In many respects we are unlike any others that came before us. We have the vast majority of the sum of all human knowledge available to us, in our homes, coffee shops, classrooms and, with smart phones, anywhere 24 hours a day. Our students live in a world where access to information is not as much of an issue as it was even 5 or 10 years ago let alone the 15 or 20 since many of us were last students. With larger databases, more e-journal titles, an increase in the number of books available electronically, and of course the sheer volume of information available through individual webpages, blogs and websites students have access to more information than any students before them in the entire course of human history. While there is certainly still an information divide our students are generally on the best side of it.

It is estimated that we currently create more information about every two days then we did from the dawn of human history to 2003 and that we continue to double that amount about every two years (Gantz & Reinsel, 2011). The concept that too much information would become a problem, even an acronym based saying i.e. TMI, is likely something researchers just a generation or two before us would have had trouble conceiving. Just reflect on that fact for a moment. Nearly every question a student will have, outside of the “I wonder if she likes me?” or “What’s for dinner?” type, can be found, or at least likely exist in an internet accessible version. Research skills are the keys our students need to unlock the information held in this vast sea of data. We all know searching for the needle in the haystack gets more and more difficult the larger that haystack becomes. Having effective research skills is like having the ability to use a metal detector to find that needle.

Where librarians are of use is in helping our students make the most of the research tools and access they have available. Like having a swimming pool in your backyard but never taking the time to learn to swim, our students often never learn how to effectively use the information resources available to them through their institution’s library. Distance education classes, designed and taught by librarians, can make learning these skills easier and more convenient for our students. Librarians have, through necessity, honed information literacy skills and are the best suited to teach students how to thrive in the information rich world of academia. Librarians are referred to as information professionals and the typical degree is a Masters of Information Science or a Masters of Library and Information Science. The point being the whole purpose of most librarians’ existence is to provide patrons with assistance in finding the information resources they need when they need them. Librarians often have graduate degrees in other areas and typically serve as subject librarians or liaisons to various disciplines which allows them to hone their research skills in specific areas. By working with faculty in this role librarians stay abreast of new areas of study, current resources and important developments in the field. In addition many provide reference services in various formats to a wide patron base which helps these librarians maintain their abilities to find and effectively evaluate resources for patrons outside their areas subject specialty.

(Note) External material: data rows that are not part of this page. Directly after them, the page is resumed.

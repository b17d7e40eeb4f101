//! # Error Types
//!
//! Custom error types for Tablet Bridge using `thiserror`.
//!
//! Only session setup is fallible towards callers. Nothing on the per-report
//! path surfaces here: unusable reports decode to an ignored outcome, device
//! removal ends the read loop silently, and transient transport faults are
//! logged and retried.

use thiserror::Error;

/// Main error type for Tablet Bridge
#[derive(Debug, Error)]
pub enum TabletBridgeError {
    /// No supported tablet is connected
    #[error("no supported tablet found")]
    DeviceNotFound,

    /// A matching device was found but does not expose the expected pen
    /// interface shape
    #[error("device not supported: {0}")]
    Unsupported(String),

    /// Transport (HID) errors
    #[error("transport error: {0}")]
    Transport(String),

    /// Failures registering or driving the virtual input device
    #[error("input device error: {0}")]
    InputDevice(#[source] std::io::Error),

    /// Configuration errors
    #[error("configuration error: {0}")]
    Config(#[from] toml::de::Error),

    /// I/O errors
    #[error("I/O error: {0}")]
    Io(#[from] std::io::Error),
}

impl From<hidapi::HidError> for TabletBridgeError {
    fn from(e: hidapi::HidError) -> Self {
        TabletBridgeError::Transport(e.to_string())
    }
}

/// Result type alias for Tablet Bridge
pub type Result<T> = std::result::Result<T, TabletBridgeError>;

Libraries today, more or less, are disseminators of information opposed to the warehouses they have been in the past. The role we still play is in providing point of need access and helping students navigate the ocean of information they often find themselves swimming in. Librarians are information professionals. We spend our time staying abreast of research trends, platforms, methods and user needs. Like any other skill set practice makes perfect and we spend a lot of our time practicing through helping our patrons, in a wide range of academic disciplines, find the information they need when they need it.